El León de Damasco
El León de Damasco Esta constaba de doscientas ochenta galeras con ochenta mil guerreros ansiosos de sangre cristiana. Aguardaban sin cesar que cualquier tempestad sorprendiera a Veniero y lo enviase hacia las costas de Mossa o Negroponto. Pero, como hemos indicado, era hábil e inteligente en exceso el almirante veneciano y había mandado poner rumbo en dirección a las costas de Sicilia, aconsejando a todas las naves que procurasen mantenerse agrupadas.

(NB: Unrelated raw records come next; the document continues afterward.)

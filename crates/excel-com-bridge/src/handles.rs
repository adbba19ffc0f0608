//! Handle table for objects handed out to the client

use std::collections::BTreeMap;

/// Objects keyed by handle, numbered from 1 in order of creation
pub struct HandleTable<T> {
    objects: BTreeMap<u64, T>,
    next_handle: u64,
}

impl<T> HandleTable<T> {
    pub fn new() -> Self {
        Self {
            objects: BTreeMap::new(),
            next_handle: 1,
        }
    }

    pub fn insert(&mut self, object: T) -> u64 {
        let handle = self.next_handle;
        self.next_handle += 1;
        self.objects.insert(handle, object);
        handle
    }

    pub fn get(&self, handle: u64) -> Option<&T> {
        self.objects.get(&handle)
    }

    pub fn remove(&mut self, handle: u64) -> Option<T> {
        self.objects.remove(&handle)
    }

    pub fn len(&self) -> usize {
        self.objects.len()
    }

    /// Drop every object, newest first, so children go before the parents
    /// they were obtained from. Returns how many were dropped.
    pub fn release_all(&mut self) -> usize {
        let mut released = 0;
        while let Some((_, object)) = self.objects.pop_last() {
            drop(object);
            released += 1;
        }
        released
    }
}

#[cfg(test)]
mod tests {
    use super::*;
    use pretty_assertions::assert_eq;
    use std::cell::RefCell;
    use std::rc::Rc;

    struct Tracked(u64, Rc<RefCell<Vec<u64>>>);

    impl Drop for Tracked {
        fn drop(&mut self) {
            self.1.borrow_mut().push(self.0);
        }
    }

    #[test]
    fn test_handles_count_up_from_one() {
        let mut table = HandleTable::new();
        assert_eq!(table.insert("app"), 1);
        assert_eq!(table.insert("workbooks"), 2);
        assert_eq!(table.remove(1), Some("app"));
        assert_eq!(table.insert("workbook"), 3);
        assert_eq!(table.get(3), Some(&"workbook"));
        assert_eq!(table.get(1), None);
        assert_eq!(table.len(), 2);
    }

    #[test]
    fn test_release_all_goes_newest_first() {
        let dropped = Rc::new(RefCell::new(Vec::new()));
        let mut table = HandleTable::new();
        for tag in [10, 20, 30, 40, 50] {
            table.insert(Tracked(tag, Rc::clone(&dropped)));
        }
        drop(table.remove(3));
        assert_eq!(table.release_all(), 4);
        assert_eq!(*dropped.borrow(), vec![30, 50, 40, 20, 10]);
        assert_eq!(table.len(), 0);
        assert_eq!(table.release_all(), 0);
    }
}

Sabía que sus ocho galeras eran imprescindibles a la Liga, que de todas formas contaba con fuerzas bastante inferiores que los mahometanos y con ocho mil hombres menos.
Por fortuna, el viento se mantuvo favorable y los esfuerzos de Alí-Bajá no sirvieron de nada. Veniero, acelerando la marcha desde el primer instante, arribó a Mesina una mañana de principios de septiembre, siendo acogido con entusiasmo, ya que no había nadie que no tuviese fe ciega en aquel anciano y audaz capitán.
Al ver aparecer la enseña de la República, los marineros soltaron atronadores vítores, las galeras dispararon salvas, al igual que los cañones de tierra y la gente del pueblo, congregada en el puerto, aplaudió con frenesí.